Donald Beeler Jr.
About Donald E. Beeler Jr.
Donald E. Beeler Jr. (age 64) is an independent director of Rhinebeck Bancorp, Inc. (RBKB) serving since 2019. He is the founder and CEO of TDR Technology Solutions Inc., specializing in voice security and bomb-threat remediation, holds patents in over 21 technologies (including real-time backup and disaster recovery), taught marketing as an adjunct at Wharton, and has cybersecurity-related public sector advisory experience. He is currently a member of RBKB’s Compensation Committee; the Board is majority independent and separates the Chair and CEO roles, with William C. Irwin as independent Chair .
Past Roles
| Organization | Role | Tenure | Committees/Impact |
|---|---|---|---|
| Orange Regional Medical Center | Chairman of the Board | Not disclosed | Community leadership and governance |
| Garnet Medical | Chairman | Not disclosed | Healthcare governance leadership |
| Monroe-Woodbury Central School District | Board Member | Not disclosed | Public education board oversight |
| Congressional Homeland Security Advisory Committee (Cybersecurity) | Member (prior) | Not disclosed | Federal cybersecurity advisory role |
External Roles
| Organization | Role | Tenure | Notes/Impact |
|---|---|---|---|
| TDR Technology Solutions Inc. | Founder & CEO | Current | Voice security; bomb threat remediation; numerous technology patents; Orange County, NY HQ |
| RoboCall Task Forces SHAKEN/STIR Committee | Member | Current | Telecom anti-robocall standards engagement |
| University of Pennsylvania Wharton School | Adjunct Professor (Marketing) | Prior | Academic engagement in marketing |
| Ethisphere “World’s Most Ethical Companies” | Award recipient | Prior | Ethics recognition (company-level) |
Board Governance
- Independence: Board has 11 members with all independent except the CEO, Michael J. Quinn; Beeler is independent .

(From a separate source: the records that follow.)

use chrono::{DateTime, Utc};

use mrq_core::error::{Error, Result};
use mrq_core::types::{Candle, ExitReason, ParameterSet, Rating, Trade, WindowMetrics};
use mrq_kernel::STD_EPSILON;

const TRADING_SECONDS_PER_YEAR: f64 = 365.0 * 24.0 * 3600.0;
const PERIODS_PER_YEAR: f64 = 365.0;

/// Capital and execution assumptions held fixed across a single simulation run.
/// Defaults assume a single-instrument, single-position
/// simulation with no fees unless configured.
#[derive(Debug, Clone, Copy)]
pub struct SimConfig {
    pub initial_capital: f64,
    pub fee_fraction: f64,
    pub quantity_step: f64,
    pub min_notional: f64,
}

impl Default for SimConfig {
    fn default() -> Self {
        Self {
            initial_capital: 10_000.0,
            fee_fraction: 0.0,
            quantity_step: 0.0001,
            min_notional: 10.0,
        }
    }
}

struct OpenPosition {
    entry_index: usize,
    entry_time: DateTime<Utc>,
    entry_price: f64,
    quantity: f64,
    entry_fee: f64,
}

/// Simulates the mean-reversion strategy over one `(symbol, [start, end),
/// params)` invocation and returns its window metrics and completed trades.
///
/// `candles` and `ratings` must each be ordered ascending by timestamp.
/// `window_start`/`window_end` bound the invocation for the annualization
/// calculation and need not equal the first/last candle exactly.
pub fn simulate(
    candles: &[Candle],
    ratings: &[Rating],
    params: &ParameterSet,
    window_start: DateTime<Utc>,
    window_end: DateTime<Utc>,
    cfg: &SimConfig,
) -> Result<(WindowMetrics, Vec<Trade>)> {
    if candles.len() < 2 {
        return Err(Error::InsufficientData(format!(
            "need at least 2 candles in window, got {}",
            candles.len()
        )));
    }
    let w = params.ma_period;
    if ratings.len() < w {
        return Err(Error::InsufficientData(format!(
            "need at least {w} ratings for ma_period, got {}",
            ratings.len()
        )));
    }

    let rating_values: Vec<f64> = ratings.iter().map(|r| r.rating).collect();
    let series = mrq_kernel::compute_window_metrics(&rating_values, w)?;

    // series.z_score[k] is right-aligned to ratings[k + w - 1].
    let z_signal: Vec<(DateTime<Utc>, f64)> = series
        .z_score
        .iter()
        .enumerate()
        .map(|(k, z)| (ratings[k + w - 1].timestamp, *z))
        .collect();

    let mut cash = cfg.initial_capital;
    let mut position: Option<OpenPosition> = None;
    let mut trades: Vec<Trade> = Vec::new();
    let mut equity_curve: Vec<(DateTime<Utc>, f64)> = Vec::with_capacity(candles.len());
    let mut z_idx = 0usize;

    for (ci, candle) in candles.iter().enumerate() {
        if !candle.close.is_finite() || !candle.high.is_finite() || !candle.low.is_finite() {
            return Err(Error::InvalidInput(format!(
                "non-finite price in candle at {}",
                candle.open_time
            )));
        }

        while z_idx + 1 < z_signal.len() && z_signal[z_idx + 1].0 <= candle.open_time {
            z_idx += 1;
        }
        let current_z = if z_signal.is_empty() || z_signal[z_idx].0 > candle.open_time {
            None
        } else {
            Some(z_signal[z_idx].1)
        };

        let is_last_candle = ci == candles.len() - 1;

        if let Some(pos) = &position {
            if ci > pos.entry_index {
                let stop_price = pos.entry_price * (1.0 - params.stop_loss_pct / 100.0);
                let profit_price = pos.entry_price * (1.0 + params.profit_pct / 100.0);
                let hit_stop = candle.low <= stop_price;
                let hit_profit = candle.high >= profit_price;

                // StopLoss wins when both trigger within the same candle
                // (conservative, worst-case intrabar ordering).
                let exit = if hit_stop {
                    Some((stop_price, ExitReason::StopLoss))
                } else if hit_profit {
                    Some((profit_price, ExitReason::TakeProfit))
                } else if is_last_candle {
                    Some((candle.close, ExitReason::WindowEnd))
                } else {
                    None
                };

                if let Some((exit_price, reason)) = exit {
                    let pos = position.take().expect("checked Some above");
                    let (trade, proceeds) = close_position(&pos, candle.close_time, exit_price, reason, cfg.fee_fraction);
                    cash += proceeds;
                    trades.push(trade);
                }
            }
        }

        if position.is_none() && !is_last_candle {
            if let Some(z) = current_z {
                if z <= -params.z_score_threshold {
                    let entry_price = candle.close;
                    if entry_price.is_finite() && entry_price > 0.0 {
                        let raw_qty = cash / entry_price;
                        let steps = (raw_qty / cfg.quantity_step).floor();
                        let quantity = steps * cfg.quantity_step;
                        let notional = quantity * entry_price;
                        if quantity > 0.0 && notional >= cfg.min_notional && notional <= cash {
                            let fee = notional * cfg.fee_fraction;
                            cash -= notional + fee;
                            position = Some(OpenPosition {
                                entry_index: ci,
                                entry_time: candle.open_time,
                                entry_price,
                                quantity,
                                entry_fee: fee,
                            });
                        }
                    }
                }
            }
        }

        let position_value = position.as_ref().map(|p| p.quantity * candle.close).unwrap_or(0.0);
        equity_curve.push((candle.close_time, cash + position_value));
    }

    // Unreachable in practice: the last-candle exit branch above always
    // closes an open position. Kept as a safety net against future changes
    // to the loop above.
    if let Some(pos) = position.take() {
        let last = candles.last().expect("checked len >= 2 above");
        let (trade, proceeds) = close_position(&pos, last.close_time, last.close, ExitReason::WindowEnd, cfg.fee_fraction);
        cash += proceeds;
        trades.push(trade);
        if let Some(last_point) = equity_curve.last_mut() {
            last_point.1 = cash;
        }
    }

    let metrics = summarize(candles, &trades, &equity_curve, window_start, window_end, cfg.initial_capital, cash);
    Ok((metrics, trades))
}

fn close_position(
    pos: &OpenPosition,
    close_time: DateTime<Utc>,
    exit_price: f64,
    reason: ExitReason,
    fee_fraction: f64,
) -> (Trade, f64) {
    let gross_proceeds = pos.quantity * exit_price;
    let exit_fee = gross_proceeds * fee_fraction;
    let net_proceeds = gross_proceeds - exit_fee;
    let cost_basis = pos.quantity * pos.entry_price + pos.entry_fee;
    let pnl = net_proceeds - cost_basis;
    let pnl_pct = exit_price / pos.entry_price - 1.0;

    let trade = Trade {
        run_id: None,
        open_time: pos.entry_time,
        close_time,
        entry_price: pos.entry_price,
        exit_price,
        quantity: pos.quantity,
        exit_reason: reason,
        pnl,
        pnl_pct,
    };
    (trade, net_proceeds)
}

fn summarize(
    candles: &[Candle],
    trades: &[Trade],
    equity_curve: &[(DateTime<Utc>, f64)],
    window_start: DateTime<Utc>,
    window_end: DateTime<Utc>,
    initial_capital: f64,
    final_equity: f64,
) -> WindowMetrics {
    let total_return = final_equity / initial_capital - 1.0;
    let elapsed_seconds = (window_end - window_start).num_seconds().max(1) as f64;
    let annualized_return = (1.0 + total_return).powf(TRADING_SECONDS_PER_YEAR / elapsed_seconds) - 1.0;

    let close_first = candles.first().expect("checked non-empty above").close;
    let close_last = candles.last().expect("checked non-empty above").close;
    let benchmark_return = close_last / close_first - 1.0;
    let annualized_benchmark = (1.0 + benchmark_return).powf(TRADING_SECONDS_PER_YEAR / elapsed_seconds) - 1.0;
    let alpha = annualized_return - annualized_benchmark;

    let daily = resample_daily(equity_curve);
    let period_returns: Vec<f64> = daily.windows(2).map(|w| w[1] / w[0] - 1.0).collect();
    let (sharpe, sortino) = risk_ratios(&period_returns);

    let max_drawdown = max_drawdown(equity_curve);

    let total_trades = trades.len();
    let winning = trades.iter().filter(|t| t.pnl > 0.0).count();
    let win_ratio = if total_trades > 0 { winning as f64 / total_trades as f64 } else { 0.0 };

    let gains: f64 = trades.iter().filter(|t| t.pnl > 0.0).map(|t| t.pnl).sum();
    let losses: f64 = trades.iter().filter(|t| t.pnl < 0.0).map(|t| t.pnl.abs()).sum();
    let profit_factor = if losses > 0.0 {
        gains / losses
    } else if gains > 0.0 {
        1.0e6
    } else {
        0.0
    };

    let avg_trade_duration_hours = if total_trades > 0 {
        trades
            .iter()
            .map(|t| (t.close_time - t.open_time).num_seconds() as f64 / 3600.0)
            .sum::<f64>()
            / total_trades as f64
    } else {
        0.0
    };

    WindowMetrics {
        total_return,
        annualized_return,
        benchmark_return,
        alpha,
        sharpe,
        sortino,
        max_drawdown,
        win_ratio,
        total_trades,
        profit_factor,
        avg_trade_duration_hours,
        consistency: if total_return > 0.0 { 1.0 } else { 0.0 },
    }
}

fn resample_daily(equity_curve: &[(DateTime<Utc>, f64)]) -> Vec<f64> {
    let mut out: Vec<f64> = Vec::new();
    let mut last_day: Option<chrono::NaiveDate> = None;
    for (ts, eq) in equity_curve {
        let day = ts.date_naive();
        if Some(day) != last_day {
            out.push(*eq);
            last_day = Some(day);
        } else if let Some(last) = out.last_mut() {
            *last = *eq;
        }
    }
    out
}

fn risk_ratios(period_returns: &[f64]) -> (f64, f64) {
    if period_returns.len() < 2 {
        return (0.0, 0.0);
    }
    let n = period_returns.len() as f64;
    let mean = period_returns.iter().sum::<f64>() / n;
    let variance = period_returns.iter().map(|r| (r - mean).powi(2)).sum::<f64>() / n;
    let std = variance.sqrt();
    let sharpe = if std < STD_EPSILON { 0.0 } else { mean / std * PERIODS_PER_YEAR.sqrt() };

    let downside: Vec<f64> = period_returns.iter().filter(|r| **r < 0.0).map(|r| r.powi(2)).collect();
    let sortino = if downside.is_empty() {
        0.0
    } else {
        let downside_dev = (downside.iter().sum::<f64>() / downside.len() as f64).sqrt();
        if downside_dev < STD_EPSILON {
            0.0
        } else {
            mean / downside_dev * PERIODS_PER_YEAR.sqrt()
        }
    };

    (sharpe, sortino)
}

fn max_drawdown(equity_curve: &[(DateTime<Utc>, f64)]) -> f64 {
    let mut peak = f64::MIN;
    let mut max_dd = 0.0f64;
    for (_, eq) in equity_curve {
        if *eq > peak {
            peak = *eq;
        }
        if peak > 0.0 {
            let dd = (peak - eq) / peak;
            if dd > max_dd {
                max_dd = dd;
            }
        }
    }
    max_dd
}

#[cfg(test)]
mod tests {
    use super::*;
    use chrono::Duration;

    fn candle(t: DateTime<Utc>, open: f64, high: f64, low: f64, close: f64) -> Candle {
        Candle {
            symbol: "BTCUSDT".into(),
            open_time: t,
            close_time: t + Duration::minutes(5),
            open,
            high,
            low,
            close,
            volume: 1.0,
            quote_volume: close,
            trade_count: 1,
            taker_buy_base: 0.5,
            taker_buy_quote: 0.5 * close,
        }
    }

    fn rating(t: DateTime<Utc>, value: f64) -> Rating {
        Rating { symbol: "BTCUSDT".into(), timestamp: t, rating: value, rating_deviation: 1.0, volatility: 0.01, performance_score: 0.0 }
    }

    fn params() -> ParameterSet {
        ParameterSet { z_score_threshold: 2.0, ma_period: 5, profit_pct: 5.0, stop_loss_pct: 2.5 }
    }

    #[test]
    fn flat_series_never_enters_a_trade() {
        let t0 = Utc::now();
        let candles: Vec<Candle> = (0..20).map(|i| candle(t0 + Duration::minutes(5 * i), 100.0, 100.5, 99.5, 100.0)).collect();
        let ratings: Vec<Rating> = (0..20).map(|i| rating(t0 + Duration::minutes(5 * i), 50.0)).collect();

        let (metrics, trades) = simulate(&candles, &ratings, &params(), t0, t0 + Duration::minutes(100), &SimConfig::default()).unwrap();
        assert!(trades.is_empty());
        assert_eq!(metrics.total_trades, 0);
        assert!((metrics.total_return).abs() < 1e-9);
    }

    #[test]
    fn take_profit_closes_a_winning_trade() {
        let t0 = Utc::now();
        let mut ratings = Vec::new();
        let mut candles = Vec::new();
        for i in 0..6 {
            let t = t0 + Duration::minutes(5 * i);
            ratings.push(rating(t, 50.0));
            candles.push(candle(t, 100.0, 100.5, 99.5, 100.0));
        }
        // drive z deeply negative on the 7th rating to trigger entry
        let entry_t = t0 + Duration::minutes(5 * 6);
        ratings.push(rating(entry_t, 1.0));
        candles.push(candle(entry_t, 100.0, 100.5, 99.5, 100.0));

        // next candle spikes through the take-profit level
        let tp_t = entry_t + Duration::minutes(5);
        candles.push(candle(tp_t, 100.0, 110.0, 99.0, 105.0));
        ratings.push(rating(tp_t, 50.0));

        let (metrics, trades) = simulate(&candles, &ratings, &params(), t0, tp_t + Duration::minutes(5), &SimConfig::default()).unwrap();
        assert_eq!(trades.len(), 1);
        assert_eq!(trades[0].exit_reason, ExitReason::TakeProfit);
        assert!(trades[0].pnl > 0.0);
        assert_eq!(metrics.win_ratio, 1.0);
    }

    #[test]
    fn stop_loss_wins_when_both_trigger_in_the_same_candle() {
        let t0 = Utc::now();
        let mut ratings = Vec::new();
        let mut candles = Vec::new();
        for i in 0..6 {
            let t = t0 + Duration::minutes(5 * i);
            ratings.push(rating(t, 50.0));
            candles.push(candle(t, 100.0, 100.5, 99.5, 100.0));
        }
        let entry_t = t0 + Duration::minutes(5 * 6);
        ratings.push(rating(entry_t, 1.0));
        candles.push(candle(entry_t, 100.0, 100.5, 99.5, 100.0));

        // candle whose high/low straddle BOTH the take-profit and stop-loss levels
        let exit_t = entry_t + Duration::minutes(5);
        candles.push(candle(exit_t, 100.0, 112.0, 95.0, 100.0));
        ratings.push(rating(exit_t, 50.0));

        let (_, trades) = simulate(&candles, &ratings, &params(), t0, exit_t + Duration::minutes(5), &SimConfig::default()).unwrap();
        assert_eq!(trades.len(), 1);
        assert_eq!(trades[0].exit_reason, ExitReason::StopLoss);
        assert!(trades[0].pnl < 0.0);
    }

    #[test]
    fn insufficient_ratings_is_reported_as_insufficient_data() {
        let t0 = Utc::now();
        let candles = vec![candle(t0, 100.0, 101.0, 99.0, 100.0), candle(t0 + Duration::minutes(5), 100.0, 101.0, 99.0, 100.0)];
        let ratings = vec![rating(t0, 50.0)];
        let err = simulate(&candles, &ratings, &params(), t0, t0 + Duration::minutes(10), &SimConfig::default()).unwrap_err();
        assert!(matches!(err, Error::InsufficientData(_)));
    }
}
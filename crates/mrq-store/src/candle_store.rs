use async_trait::async_trait;
use chrono::{DateTime, Utc};
use sqlx::Row;

use mrq_core::error::{Error, Result};
use mrq_core::traits::CandleStore;
use mrq_core::types::Candle;

/// `sqlx`-backed candle store. Single-writer in the ingest path, read-only
/// in the backtest path.
pub struct SqlCandleStore {
    pool: sqlx::AnyPool,
}

impl SqlCandleStore {
    pub fn new(pool: sqlx::AnyPool) -> Self {
        Self { pool }
    }
}

#[async_trait]
impl CandleStore for SqlCandleStore {
    async fn insert_many(&self, candles: &[Candle], skip_duplicates: bool) -> Result<u64> {
        let mut inserted = 0u64;
        for candle in candles {
            let query = if skip_duplicates {
                "INSERT OR IGNORE INTO candles (
                    symbol, open_time, close_time, open, high, low, close,
                    volume, quote_volume, trade_count, taker_buy_base, taker_buy_quote
                ) VALUES (?, ?, ?, ?, ?, ?, ?, ?, ?, ?, ?, ?)"
            } else {
                "INSERT INTO candles (
                    symbol, open_time, close_time, open, high, low, close,
                    volume, quote_volume, trade_count, taker_buy_base, taker_buy_quote
                ) VALUES (?, ?, ?, ?, ?, ?, ?, ?, ?, ?, ?, ?)"
            };

            let result = sqlx::query(query)
                .bind(&candle.symbol)
                .bind(candle.open_time.to_rfc3339())
                .bind(candle.close_time.to_rfc3339())
                .bind(candle.open)
                .bind(candle.high)
                .bind(candle.low)
                .bind(candle.close)
                .bind(candle.volume)
                .bind(candle.quote_volume)
                .bind(candle.trade_count)
                .bind(candle.taker_buy_base)
                .bind(candle.taker_buy_quote)
                .execute(&self.pool)
                .await
                .map_err(|e| Error::PersistenceError(e.to_string()))?;

            inserted += result.rows_affected();
        }
        Ok(inserted)
    }

    async fn query(&self, symbol: &str, start: DateTime<Utc>, end: DateTime<Utc>) -> Result<Vec<Candle>> {
        let rows = sqlx::query(
            "SELECT symbol, open_time, close_time, open, high, low, close,
                    volume, quote_volume, trade_count, taker_buy_base, taker_buy_quote
             FROM candles
             WHERE symbol = ? AND open_time >= ? AND open_time < ?
             ORDER BY open_time ASC",
        )
        .bind(symbol)
        .bind(start.to_rfc3339())
        .bind(end.to_rfc3339())
        .fetch_all(&self.pool)
        .await
        .map_err(|e| Error::PersistenceError(e.to_string()))?;

        rows.into_iter().map(row_to_candle).collect()
    }
}

fn row_to_candle(row: sqlx::any::AnyRow) -> Result<Candle> {
    let parse_time = |s: String| {
        DateTime::parse_from_rfc3339(&s)
            .map(|t| t.with_timezone(&Utc))
            .map_err(|e| Error::PersistenceError(e.to_string()))
    };

    Ok(Candle {
        symbol: row.try_get("symbol").map_err(|e| Error::PersistenceError(e.to_string()))?,
        open_time: parse_time(row.try_get("open_time").map_err(|e| Error::PersistenceError(e.to_string()))?)?,
        close_time: parse_time(row.try_get("close_time").map_err(|e| Error::PersistenceError(e.to_string()))?)?,
        open: row.try_get("open").map_err(|e| Error::PersistenceError(e.to_string()))?,
        high: row.try_get("high").map_err(|e| Error::PersistenceError(e.to_string()))?,
        low: row.try_get("low").map_err(|e| Error::PersistenceError(e.to_string()))?,
        close: row.try_get("close").map_err(|e| Error::PersistenceError(e.to_string()))?,
        volume: row.try_get("volume").map_err(|e| Error::PersistenceError(e.to_string()))?,
        quote_volume: row.try_get("quote_volume").map_err(|e| Error::PersistenceError(e.to_string()))?,
        trade_count: row.try_get("trade_count").map_err(|e| Error::PersistenceError(e.to_string()))?,
        taker_buy_base: row.try_get("taker_buy_base").map_err(|e| Error::PersistenceError(e.to_string()))?,
        taker_buy_quote: row.try_get("taker_buy_quote").map_err(|e| Error::PersistenceError(e.to_string()))?,
    })
}
/// Runs EDA mode end to end: phase-1 uniform sample, evaluate, keep
/// survivors, phase-2 Gaussian resample, evaluate, rank the union.
pub async fn run_eda(req: &OptimizeRequest, stores: &Stores, phase1_samples: usize, phase2_samples: usize) -> Result<SchedulerReport> {
    let mut rng = match req.eda_seed {
        Some(seed) => StdRng::seed_from_u64(seed),
        None => StdRng::from_entropy(),
    };
    let phase1 = eda::sample_phase1(&req.ranges, phase1_samples, &mut rng);
    let phase1_report = run_candidates(req, stores, phase1).await?;

    let mut ranked_by_fp: HashMap<String, &RankedResult> =
        phase1_report.ranked.iter().map(|r| (r.params.fingerprint(), r)).collect();

    let k = eda::survivor_count(phase1_samples);
    let mut survivors: Vec<&RankedResult> = phase1_report.ranked.iter().collect();
    survivors.sort_by(|a, b| b.objective_value.partial_cmp(&a.objective_value).unwrap_or(std::cmp::Ordering::Equal));
    survivors.truncate(k);

    if survivors.is_empty() {
        return Ok(phase1_report);
    }

    let survivor_params: Vec<ParameterSet> = survivors.iter().map(|r| r.params).collect();
    let phase2 = eda::sample_phase2(&survivor_params, &req.ranges, phase2_samples, &mut rng);
    let phase2_report = run_candidates(req, stores, phase2).await?;

    for r in &phase2_report.ranked {
        ranked_by_fp.insert(r.params.fingerprint(), r);
    }

    let mut ranked: Vec<RankedResult> = ranked_by_fp.into_values().cloned().collect();
    ranked.sort_by(|a, b| b.objective_value.partial_cmp(&a.objective_value).unwrap_or(std::cmp::Ordering::Equal));

    let mut failures = phase1_report.failures;
    failures.extend(phase2_report.failures);
    failures = merge_failure_groups(failures);

    Ok(SchedulerReport {
        ranked,
        failures,
        dispatched: phase1_report.dispatched + phase2_report.dispatched,
        skipped_duplicates: phase1_report.skipped_duplicates + phase2_report.skipped_duplicates,
    })
}

/// Dispatches `candidates` across the worker pool, honoring dedup against
/// `stores.metrics` (unless `req.force`), and returns the ranked survivors
/// plus grouped failures.
async fn run_candidates(req: &OptimizeRequest, stores: &Stores, candidates: Vec<ParameterSet>) -> Result<SchedulerReport> {
    let mut to_run = Vec::with_capacity(candidates.len());
    let mut skipped = 0u64;
    for params in candidates {
        if !req.force && stores.metrics.has_result(&params.fingerprint()).await? {
            skipped += 1;
            continue;
        }
        to_run.push(params);
    }

    let pool = Arc::new(WorkerPool::new(PoolConfig {
        slots: req.pool.slots,
        task_timeout: req.pool.task_timeout,
        max_retries: req.pool.max_retries,
        shutdown_grace: req.pool.shutdown_grace,
    }));
    let dashboard = Arc::new(Dashboard::new(to_run.len() as u64, pool.slots()));
    let shutdown_flag = Arc::new(AtomicBool::new(false));
    let sigint_handle = spawn_sigint_watcher(shutdown_flag.clone());

    let ticker_dashboard = dashboard.clone();
    let ticker_handle = tokio::spawn(async move {
        let mut interval = tokio::time::interval(Duration::from_secs(10));
        loop {
            interval.tick().await;
            ticker_dashboard.log_tick();
        }
    });

    let mut handles = Vec::with_capacity(to_run.len());
    for (slot, params) in to_run.into_iter().enumerate() {
        let pool = pool.clone();
        let dashboard = dashboard.clone();
        let shutdown_flag = shutdown_flag.clone();
        let candle = stores.candle.clone();
        let rating = stores.rating.clone();
        let run = stores.run.clone();
        let trade = stores.trade.clone();
        let metrics = stores.metrics.clone();
        let symbol = req.symbol.clone();
        let base = req.base.clone();
        let quote = req.quote.clone();
        let start = req.start;
        let end = req.end;
        let window_months = req.window_months;
        let step_months = req.step_months;
        let sim_cfg = req.sim_cfg;
        let objective = req.objective;
        let slot_idx = slot % pool.slots().max(1);

        handles.push(tokio::spawn(async move {
            if shutdown_flag.load(Ordering::SeqCst) {
                pool.begin_shutdown();
            }
            dashboard.mark_running(slot_idx, params);
            let outcome = pool
                .run(move || {
                    let candle = candle.clone();
                    let rating = rating.clone();
                    let run = run.clone();
                    let trade = trade.clone();
                    let metrics = metrics.clone();
                    let symbol = symbol.clone();
                    let base = base.clone();
                    let quote = quote.clone();
                    Box::pin(async move {
                        let result = run_walk_forward(
                            candle.as_ref(),
                            rating.as_ref(),
                            run.as_ref(),
                            trade.as_ref(),
                            metrics.as_ref(),
                            &symbol,
                            &base,
                            &quote,
                            &params,
                            start,
                            end,
                            window_months,
                            step_months,
                            &sim_cfg,
                        )
                        .await;

                        let backtest_outcome = match result {
                            Ok(agg) => BacktestOutcome::Success { metrics: agg },
                            Err(Error::InsufficientData(_)) => BacktestOutcome::InsufficientData,
                            Err(Error::Timeout(_)) => BacktestOutcome::Timeout,
                            Err(e) => BacktestOutcome::Failed { reason: e.to_string() },
                        };
                        Ok::<TaskOutput, Error>(Box::new(backtest_outcome) as TaskOutput)
                    })
                })
                .await;
            dashboard.mark_idle(slot_idx);

            let classified = match outcome {
                PoolOutcome::Completed(boxed) => *boxed.downcast::<BacktestOutcome>().unwrap_or_else(|_| {
                    Box::new(BacktestOutcome::Failed { reason: "internal: unexpected task output type".into() })
                }),
                PoolOutcome::TimedOut => BacktestOutcome::Timeout,
                PoolOutcome::Cancelled => BacktestOutcome::Failed { reason: "cancelled".into() },
                PoolOutcome::Failed(e) => BacktestOutcome::Failed { reason: e.to_string() },
            };

            match &classified {
                BacktestOutcome::Success { metrics } => {
                    dashboard.record_success(params, objective.extract(metrics));
                }
                BacktestOutcome::InsufficientData => dashboard.record_insufficient_data(),
                BacktestOutcome::Timeout => dashboard.record_timeout(),
                BacktestOutcome::Failed { .. } => dashboard.record_failure(),
            }

            (params, classified)
        }));
    }

    let mut ranked = Vec::new();
    let mut failures = Vec::new();
    for handle in handles {
        let (params, outcome) = handle.await.map_err(|e| Error::PersistenceError(e.to_string()))?;
        match outcome {
            BacktestOutcome::Success { metrics } => {
                let objective_value = req.objective.extract(&metrics);
                ranked.push(RankedResult { params, metrics, objective_value });
            }
            BacktestOutcome::InsufficientData => {
                failures.push(raw_failure(params, "insufficient_data".to_string()));
            }
            BacktestOutcome::Timeout => {
                failures.push(raw_failure(params, "timeout".to_string()));
            }
            BacktestOutcome::Failed { reason } => {
                failures.push(raw_failure(params, reason));
            }
        }
    }

    ticker_handle.abort();
    sigint_handle.abort();

    ranked.sort_by(|a, b| b.objective_value.partial_cmp(&a.objective_value).unwrap_or(std::cmp::Ordering::Equal));
    let dispatched = ranked.len() as u64 + failures.len() as u64;

    Ok(SchedulerReport {
        ranked,
        failures: merge_failure_groups(failures),
        dispatched,
        skipped_duplicates: skipped,
    })
}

- Leadership: Chair and CEO roles are separated; William C. Irwin is an independent Chairman .
- Committee memberships (2024 meetings: Audit 4; Compensation 9; Governance & Nominating 5) :
- Audit: Not a member
- Compensation: Member (not Chair)
- Governance & Nominating: Not a member
- Attendance: No director attended fewer than 75% of board and committee meetings; all directors attended the 2024 annual meeting .
Fixed Compensation
| Component (2024) | Amount (USD) |
|---|---|
| Fees Earned or Paid in Cash | $54,500 |
| Stock Awards | $0 |
| Option Awards (Grant-Date Value) | $0 |
Deferred Compensation Plan is available for directors to defer fees, with 2024 interest credited at 4.14%; four directors participated (names not disclosed) .
Performance Compensation
| Item | Details |
|---|---|
| Equity Grants to Directors in 2024 | None (no stock awards; option awards grant-date value $0) |
| Options Outstanding | 16,365 options outstanding per director; vested for beneficial ownership calculations (Irwin had 10,910) |
Performance award design under the 2025 Equity Incentive Plan (if approved):
- Plan allows performance-conditioned awards for directors and employees; Compensation Committee sets goals; measures may be company-wide or business-unit, absolute or relative to peers/index/business plan, and may exclude extraordinary items; vesting follows one-year minimum for ≥95% of awards; “double-trigger” vesting on change-in-control plus involuntary termination or if awards are not assumed .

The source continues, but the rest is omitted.